Reply to this message
Author: Conrad Wood
Date:  
To: users, announce
Subject: Re: [bitfolk] Server "elephant" has crashed a few times, ongoing problems
On Fri, 2020-10-23 at 16:37 +0000, Andy Smith wrote:
> Hi,
>
> On Fri, Oct 23, 2020 at 11:46:11AM +0000, Andy Smith wrote:
> > On Fri, Oct 23, 2020 at 11:19:21AM +0000, Andy Smith wrote:
> > > I'm trying to isolate the issue to one particular VM because if a
> > > guest can crash the host then it's a bug in the hypervisor and
> > > just moving guests around won't solve the problem.
> >
> > I can't find it.

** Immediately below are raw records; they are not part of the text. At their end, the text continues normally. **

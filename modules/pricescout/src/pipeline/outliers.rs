//! Mean ± k·σ outlier removal over the prices that passed relevance.

use pricescout_common::Ledger;
use rust_decimal::prelude::ToPrimitive;
use rust_decimal::Decimal;
use tracing::{info, warn};

/// Below this many prices the band is not computed.
pub const MIN_PRICES_FOR_BAND: usize = 3;

/// Absorbs float rounding in the mean so identical prices are never outliers.
const BAND_EPSILON: f64 = 1e-9;

#[derive(Debug, Clone, Copy, PartialEq)]
pub struct Band {
    pub mean: f64,
    pub std_dev: f64,
    pub lower: f64,
    pub upper: f64,
}

impl Band {
    pub fn contains(&self, price: f64) -> bool {
        let slack = BAND_EPSILON * self.mean.abs().max(1.0);
        price >= self.lower - slack && price <= self.upper + slack
    }
}

/// Outcome of reducing a price list to a (min, max) range.
#[derive(Debug, Clone, PartialEq)]
pub struct Reduction {
    pub min: Decimal,
    pub max: Decimal,
    /// `None` when there were too few prices to compute one.
    pub band: Option<Band>,
    /// Positions (into the reduced slice) of prices outside the band.
    pub outliers: Vec<usize>,
    /// The band excluded everything; `min`/`max` come from the full list.
    pub fell_back: bool,
}

#[derive(Debug, Clone, Copy)]
pub struct OutlierReducer {
    multiplier: f64,
}

impl Default for OutlierReducer {
    fn default() -> Self {
        Self { multiplier: 1.0 }
    }
}

impl OutlierReducer {
    pub fn new(multiplier: f64) -> Self {
        Self { multiplier }
    }

    /// Reduce `prices` to a representative range. `None` only for an empty slice.
    pub fn reduce(&self, prices: &[Decimal]) -> Option<Reduction> {
        let (min, max) = min_max(prices.iter().copied())?;

        if prices.len() < MIN_PRICES_FOR_BAND {
            return Some(Reduction {
                min,
                max,
                band: None,
                outliers: Vec::new(),
                fell_back: false,
            });
        }

        let values: Vec<f64> = prices.iter().map(|p| p.to_f64().unwrap_or(f64::NAN)).collect();
        let n = values.len() as f64;
        let mean = values.iter().sum::<f64>() / n;
        let variance = values.iter().map(|v| (v - mean).powi(2)).sum::<f64>() / n;
        let std_dev = variance.sqrt();
        let band = Band {
            mean,
            std_dev,
            lower: mean - std_dev * self.multiplier,
            upper: mean + std_dev * self.multiplier,
        };

        let mut kept = Vec::with_capacity(prices.len());
        let mut outliers = Vec::new();
        for (i, (price, value)) in prices.iter().zip(&values).enumerate() {
            if band.contains(*value) {
                kept.push(*price);
            } else {
                outliers.push(i);
            }
        }

        info!(
            mean = %format!("{mean:.2}"),
            std_dev = %format!("{std_dev:.2}"),
            lower = %format!("{:.2}", band.lower),
            upper = %format!("{:.2}", band.upper),
            outliers = outliers.len(),
            "Outlier band computed"
        );

        let (min, max, fell_back) = match min_max(kept.into_iter()) {
            Some((lo, hi)) => (lo, hi, false),
            None => {
                warn!("Band excluded every price, falling back to full range");
                (min, max, true)
            }
        };

        Some(Reduction {
            min,
            max,
            band: Some(band),
            outliers,
            fell_back,
        })
    }
}

/// Reclassify the ledger entries behind each outlier.
///
/// `included` maps reduction positions back to ledger indices; it must be
/// the same index list the reduced prices were gathered from.
pub fn apply_outliers(ledger: &mut Ledger, included: &[usize], reduction: &Reduction) -> usize {
    let Some(band) = reduction.band else {
        return 0;
    };

    let mut marked = 0;
    for &pos in &reduction.outliers {
        let Some(&index) = included.get(pos) else {
            continue;
        };
        let Some(price) = ledger.entries().get(index).map(|e| e.candidate.price) else {
            continue;
        };
        let reason = format!(
            "price {:.2} outside band [{:.2}, {:.2}]",
            price, band.lower, band.upper
        );
        if ledger.mark_outlier(index, reason) {
            marked += 1;
        }
    }
    marked
}

fn min_max(prices: impl Iterator<Item = Decimal>) -> Option<(Decimal, Decimal)> {
    prices.fold(None, |acc, p| match acc {
        None => Some((p, p)),
        Some((lo, hi)) => Some((lo.min(p), hi.max(p))),
    })
}
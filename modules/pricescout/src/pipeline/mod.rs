pub mod listing;
pub mod outliers;
pub mod relevance;
pub mod stats;
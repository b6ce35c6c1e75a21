//! Integration tests: drive `Scout` end to end over a scripted browser.

use std::time::Duration;

use rust_decimal::Decimal;
use tokio_util::sync::CancellationToken;

use pricescout::scout::{QueryState, Scout};
use pricescout::tabular::{self, Delim};
use pricescout::testing::{
    aria_card, container_card, results_page, test_config, MockGate, MockSession,
    TEST_CHALLENGE_URL,
};
use pricescout_common::{Config, EvaluationStatus, ExtractionStrategy, PriceCell, Query};

fn url(query: &str) -> String {
    test_config().search_url(query)
}

fn scout(config: Config, session: &MockSession, gate: &MockGate) -> (Scout, CancellationToken) {
    let cancel = CancellationToken::new();
    let scout = Scout::new(
        config,
        Box::new(session.clone()),
        Box::new(gate.clone()),
        cancel.clone(),
    );
    (scout, cancel)
}

fn whey_page() -> String {
    results_page(&[
        aria_card("Whey Protein 1kg Baunilha", "R$ 10,00", "/shopping/product/1"),
        aria_card("Whey Protein 900g Chocolate", "R$ 50,00", "/shopping/product/2"),
        aria_card("Whey Protein 1kg Chocolate", "R$ 10,50", "https://loja.example.com/w"),
        aria_card("Whey Protein 1kg Morango", "R$ 100,00", "/shopping/product/3"),
    ])
}

fn d(cents: i64) -> Decimal {
    Decimal::new(cents, 2)
}

#[tokio::test]
async fn far_price_is_reduced_away_and_kept_in_ledger() {
    let q = "Whey Protein 1kg";
    let session = MockSession::new().on_page(&url(q), &whey_page());
    let gate = MockGate::resolving();
    let (scout, _cancel) = scout(test_config(), &session, &gate);

    let report = scout.run_batch(&[Query::new(q)]).await;

    assert!(!report.cancelled);
    assert_eq!(report.outcomes.len(), 1);
    let outcome = &report.outcomes[0];
    assert_eq!(outcome.summary.min_price, PriceCell::Amount(d(1000)));
    assert_eq!(outcome.summary.max_price, PriceCell::Amount(d(1050)));
    assert_eq!(outcome.trace.state, QueryState::Summarized);
    assert_eq!(outcome.trace.strategy, Some("aria-label"));

    let entries = outcome.ledger.entries();
    assert_eq!(entries.len(), 4, "every candidate gets an evaluation");
    assert_eq!(entries[0].status, EvaluationStatus::Included);
    assert_eq!(entries[1].status, EvaluationStatus::RejectedRelevance);
    assert!(entries[1]
        .rejection_reason
        .as_deref()
        .unwrap()
        .starts_with("quantity/unit mismatch"));
    assert_eq!(entries[2].status, EvaluationStatus::Included);
    assert_eq!(entries[3].status, EvaluationStatus::RejectedOutlier);
    assert!(entries[3]
        .rejection_reason
        .as_deref()
        .unwrap()
        .starts_with("price 100.00 outside band"));

    assert_eq!(
        entries[0].candidate.link.as_deref(),
        Some("https://shop.test/shopping/product/1")
    );
    assert_eq!(
        entries[2].candidate.link.as_deref(),
        Some("https://loja.example.com/w")
    );

    assert_eq!(report.stats.queries_priced, 1);
    assert_eq!(report.stats.rejected_outlier, 1);
    assert_eq!(report.stats.rejected_relevance, 1);
    assert_eq!(session.close_count(), 1);
}

#[tokio::test]
async fn empty_results_page_is_not_found() {
    let q = "Produto Inexistente";
    let session = MockSession::new().on_page(&url(q), &results_page(&[]));
    let gate = MockGate::resolving();
    let (scout, _cancel) = scout(test_config(), &session, &gate);

    let report = scout.run_batch(&[Query::new(q)]).await;
    let outcome = &report.outcomes[0];

    assert_eq!(outcome.summary.min_price, PriceCell::NotFound);
    assert_eq!(outcome.summary.max_price, PriceCell::NotFound);
    assert!(outcome.ledger.is_empty());
    assert_eq!(report.stats.queries_not_found, 1);
}

#[tokio::test]
async fn all_rejected_is_not_found_but_ledger_survives() {
    let q = "Whey Protein 1kg";
    let page = results_page(&[
        aria_card("Whey Protein 2kg", "R$ 150,00", "/p/1"),
        aria_card("Whey Protein 900g", "R$ 80,00", "/p/2"),
    ]);
    let session = MockSession::new().on_page(&url(q), &page);
    let gate = MockGate::resolving();
    let (scout, _cancel) = scout(test_config(), &session, &gate);

    let report = scout.run_batch(&[Query::new(q)]).await;
    let outcome = &report.outcomes[0];

    assert_eq!(outcome.summary.min_price, PriceCell::NotFound);
    assert_eq!(outcome.ledger.len(), 2);
    assert_eq!(outcome.ledger.count(EvaluationStatus::RejectedRelevance), 2);
}

#[tokio::test]
async fn per_query_failures_become_sentinels_and_batch_continues() {
    let queries = [
        Query::new("Creatina 300g"),
        Query::new("Mel 500g"),
        Query::new("Café 500g"),
        Query::new("Whey Protein 1kg"),
    ];
    let session = MockSession::new()
        .on_timeout(&url("Creatina 300g"))
        .on_failure(&url("Mel 500g"), "net::ERR_CONNECTION_RESET")
        .on_panic(&url("Café 500g"))
        .on_page(&url("Whey Protein 1kg"), &whey_page());
    let gate = MockGate::resolving();
    let (scout, _cancel) = scout(test_config(), &session, &gate);

    let report = scout.run_batch(&queries).await;

    let mins: Vec<PriceCell> = report.summaries().map(|s| s.min_price).collect();
    assert_eq!(
        mins,
        vec![
            PriceCell::Timeout,
            PriceCell::UnexpectedError,
            PriceCell::UnexpectedError,
            PriceCell::Amount(d(1000)),
        ]
    );
    assert_eq!(report.stats.queries_timed_out, 1);
    assert_eq!(report.stats.queries_failed, 2);
    assert_eq!(session.renders().len(), 4);
    assert_eq!(session.close_count(), 1);
}

#[tokio::test]
async fn hung_render_times_out() {
    let q = "Whey Protein 1kg";
    let session = MockSession::new().on_hang(&url(q));
    let gate = MockGate::resolving();
    let config = Config {
        page_timeout: Duration::from_millis(50),
        ..test_config()
    };
    let (scout, _cancel) = scout(config, &session, &gate);

    let report = scout.run_batch(&[Query::new(q)]).await;
    assert_eq!(report.outcomes[0].summary.min_price, PriceCell::Timeout);
    assert_eq!(report.outcomes[0].trace.state, QueryState::Idle);
}

#[tokio::test]
async fn challenge_pauses_then_reloads_same_query() {
    let q = "Whey Protein 1kg";
    let session = MockSession::new()
        .on_challenge(&url(q))
        .on_page(&url(q), &whey_page());
    let gate = MockGate::resolving();
    let (scout, _cancel) = scout(test_config(), &session, &gate);

    let report = scout.run_batch(&[Query::new(q)]).await;
    let outcome = &report.outcomes[0];

    assert_eq!(gate.waits(), vec![TEST_CHALLENGE_URL.to_string()]);
    assert_eq!(session.renders(), vec![url(q), url(q)]);
    assert_eq!(outcome.trace.challenges, 1);
    assert_eq!(outcome.summary.min_price, PriceCell::Amount(d(1000)));
    assert_eq!(report.stats.challenges_resolved, 1);
}

fn aria_only_config() -> Config {
    Config {
        extraction_strategy: ExtractionStrategy::AriaLabel,
        ..test_config()
    }
}

#[tokio::test]
async fn challenge_is_detected_in_aria_only_mode() {
    let q = "Whey Protein 1kg";
    let session = MockSession::new()
        .on_challenge(&url(q))
        .on_page(&url(q), &whey_page());
    let gate = MockGate::resolving();
    let (scout, _cancel) = scout(aria_only_config(), &session, &gate);

    let report = scout.run_batch(&[Query::new(q)]).await;
    let outcome = &report.outcomes[0];

    assert_eq!(gate.waits(), vec![TEST_CHALLENGE_URL.to_string()]);
    assert_eq!(outcome.trace.challenges, 1);
    assert_eq!(outcome.trace.strategy, Some("aria-label"));
    assert_eq!(outcome.summary.min_price, PriceCell::Amount(d(1000)));
}

#[tokio::test]
async fn aria_only_mode_without_price_elements_times_out() {
    let q = "Creatina 300g";
    let page = results_page(&[container_card("Creatina 300g", "R$ 89,90", "/p/1")]);
    let session = MockSession::new().on_page(&url(q), &page);
    let gate = MockGate::resolving();
    let (scout, _cancel) = scout(aria_only_config(), &session, &gate);

    let report = scout.run_batch(&[Query::new(q)]).await;
    let outcome = &report.outcomes[0];

    assert!(gate.waits().is_empty());
    assert_eq!(outcome.summary.min_price, PriceCell::Timeout);
    assert_eq!(outcome.trace.state, QueryState::PageLoaded);
}

#[tokio::test]
async fn unresolvable_challenge_is_unexpected_error() {
    let q = "Whey Protein 1kg";
    let session = MockSession::new().on_challenge(&url(q));
    let gate = MockGate::failing();
    let (scout, _cancel) = scout(test_config(), &session, &gate);

    let report = scout.run_batch(&[Query::new(q)]).await;
    assert_eq!(report.outcomes[0].summary.min_price, PriceCell::UnexpectedError);
    assert_eq!(report.outcomes[0].trace.state, QueryState::CaptchaPause);
}

#[tokio::test]
async fn cancel_during_challenge_pause_stops_batch_and_closes_session() {
    let q = "Whey Protein 1kg";
    let session = MockSession::new().on_challenge(&url(q));
    let gate = MockGate::hanging();
    let (scout, cancel) = scout(test_config(), &session, &gate);

    tokio::spawn(async move {
        tokio::time::sleep(Duration::from_millis(50)).await;
        cancel.cancel();
    });

    let report = scout
        .run_batch(&[Query::new(q), Query::new("Creatina 300g")])
        .await;

    assert!(report.cancelled);
    assert!(report.outcomes.is_empty());
    assert_eq!(gate.waits().len(), 1);
    assert_eq!(session.renders().len(), 1);
    assert_eq!(session.close_count(), 1);
}

#[tokio::test]
async fn cancel_during_delay_keeps_finished_queries() {
    let q = "Whey Protein 1kg";
    let session = MockSession::new().on_page(&url(q), &whey_page());
    let gate = MockGate::resolving();
    let config = Config {
        query_delay: Duration::from_secs(30),
        ..test_config()
    };
    let (scout, cancel) = scout(config, &session, &gate);

    tokio::spawn(async move {
        tokio::time::sleep(Duration::from_millis(50)).await;
        cancel.cancel();
    });

    let report = scout
        .run_batch(&[Query::new(q), Query::new("Creatina 300g")])
        .await;

    assert!(report.cancelled);
    assert_eq!(report.outcomes.len(), 1);
    assert!(report.outcomes[0].summary.is_found());
    assert_eq!(session.close_count(), 1);
}

#[tokio::test]
async fn cancelled_before_start_renders_nothing() {
    let session = MockSession::new();
    let gate = MockGate::resolving();
    let (scout, cancel) = scout(test_config(), &session, &gate);
    cancel.cancel();

    let report = scout.run_batch(&[Query::new("Whey Protein 1kg")]).await;

    assert!(report.cancelled);
    assert!(session.renders().is_empty());
    assert_eq!(session.close_count(), 1);
}

#[tokio::test]
async fn auto_strategy_falls_back_to_titled_containers() {
    let q = "Creatina 300g";
    let page = results_page(&[
        container_card("Creatina Monohidratada 300g", "R$ 89,90", "/url?q=a"),
        container_card("Creatina Pura 300g", "R$ 99,90", "/url?q=b"),
    ]);
    let session = MockSession::new().on_page(&url(q), &page);
    let gate = MockGate::resolving();
    let (scout, _cancel) = scout(test_config(), &session, &gate);

    let report = scout.run_batch(&[Query::new(q)]).await;
    let outcome = &report.outcomes[0];

    assert_eq!(outcome.trace.strategy, Some("titled-container"));
    assert_eq!(outcome.summary.min_price, PriceCell::Amount(d(8990)));
    assert_eq!(outcome.summary.max_price, PriceCell::Amount(d(9990)));
    assert_eq!(report.stats.strategy_fallbacks, 1);
}

#[tokio::test]
async fn summary_and_ledger_files_are_written() {
    let queries = [Query::new("Whey Protein 1kg"), Query::new("Mel 500g")];
    let session = MockSession::new()
        .on_page(&url("Whey Protein 1kg"), &whey_page())
        .on_timeout(&url("Mel 500g"));
    let gate = MockGate::resolving();
    let (scout, _cancel) = scout(test_config(), &session, &gate);
    let report = scout.run_batch(&queries).await;

    let dir = tempfile::tempdir().unwrap();
    let summary_path = dir.path().join("precos_encontrados.csv");
    let ledger_path = dir.path().join("itens_procurados.csv");
    tabular::write_summary(&summary_path, &report.outcomes, Delim::Csv).unwrap();
    tabular::write_ledger(&ledger_path, &report.outcomes, Delim::Csv).unwrap();

    let summary = std::fs::read_to_string(&summary_path).unwrap();
    assert_eq!(
        summary,
        "query,min_price,max_price\nWhey Protein 1kg,10.00,10.50\nMel 500g,timeout,timeout\n"
    );

    let ledger = std::fs::read_to_string(&ledger_path).unwrap();
    let lines: Vec<&str> = ledger.lines().collect();
    assert_eq!(
        lines[0],
        "query,candidate_name,price,similarity,link,status,rejection_reason"
    );
    assert_eq!(lines.len(), 5, "header plus one row per evaluation");
    assert!(lines[1].starts_with("Whey Protein 1kg,Whey Protein 1kg Baunilha,10.00,"));
    assert!(lines[1].contains(",https://shop.test/shopping/product/1,included,"));
    assert!(lines[4].contains(",rejected (outlier),\"price 100.00 outside band ["));

    let json = serde_json::to_value(&report).unwrap();
    assert_eq!(json["stats"]["queries_total"], 2);
    assert_eq!(json["outcomes"][0]["trace"]["state"], "summarized");
    assert_eq!(json["outcomes"][1]["summary"]["min_price"]["kind"], "timeout");
}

As we have had problems with elephant before I'm
> > going to assume hardware problem and start moving customer VMs to
> > other hosts.
>
> While moving customer VMs to other hosts, booting one of them caused
> server "macallan" to crash in exactly the same way. So, I am ruling
> out hardware issues with "elephant".
>
> By preventing this particular VM from booting I was able to boot all
> of the other VMs on "macallan". I have some hope that it is just
> this one VM that is tickling a particularly nasty bug.
>
> I am going to try now starting the remainder of VMs on "elephant".
>
> If that is successful I will then take the suspect VM to test
> hardware to see if I can further reproduce.
>
> I am confused because I am sure I tried reverting last weekend's
> hypervisor upgrade to the previous version while investigating
> matters on "elephant", yet it still crashed. Possibly I made a
> mistake (e.g. booted with wrong hypervisor).
>
> Also, everything obviously booted up fine last weekend when I did
> the maintenance so possibly this customer has found a new and
> unrelated bug.
>
> The best case at this point is that I can reproduce the problem with
> just that one VM, report it, get it fixed and then have to reboot
> everything to deploy the fix.
>
> Cheers,
> Andy


Interesting - could you share the kernel panic or does it contain too
much sensitive information?

Conrad